→ TASK PROMPT
Return every line of the listing, exactly as it reads.

→ MATERIAL SUPPLIED
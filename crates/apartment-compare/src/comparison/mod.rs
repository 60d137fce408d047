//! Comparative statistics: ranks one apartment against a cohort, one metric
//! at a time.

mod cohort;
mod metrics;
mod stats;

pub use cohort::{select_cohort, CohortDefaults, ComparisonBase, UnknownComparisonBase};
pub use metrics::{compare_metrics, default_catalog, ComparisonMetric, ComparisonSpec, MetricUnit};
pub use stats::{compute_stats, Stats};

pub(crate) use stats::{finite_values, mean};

→ EXERCISE RESULT
filename crates/apartment-compare/src/comparison/mod.rs
repository 60d137fce408d047
//! Comparative statistics: ranks one apartment against a cohort, one metric
//! at a time.

mod cohort;
mod metrics;
mod stats;

pub use cohort::{select_cohort, CohortDefaults, ComparisonBase, UnknownComparisonBase};
pub use metrics::{compare_metrics, default_catalog, ComparisonMetric, ComparisonSpec, MetricUnit};
pub use stats::{compute_stats, Stats};

pub(crate) use stats::{finite_values, mean};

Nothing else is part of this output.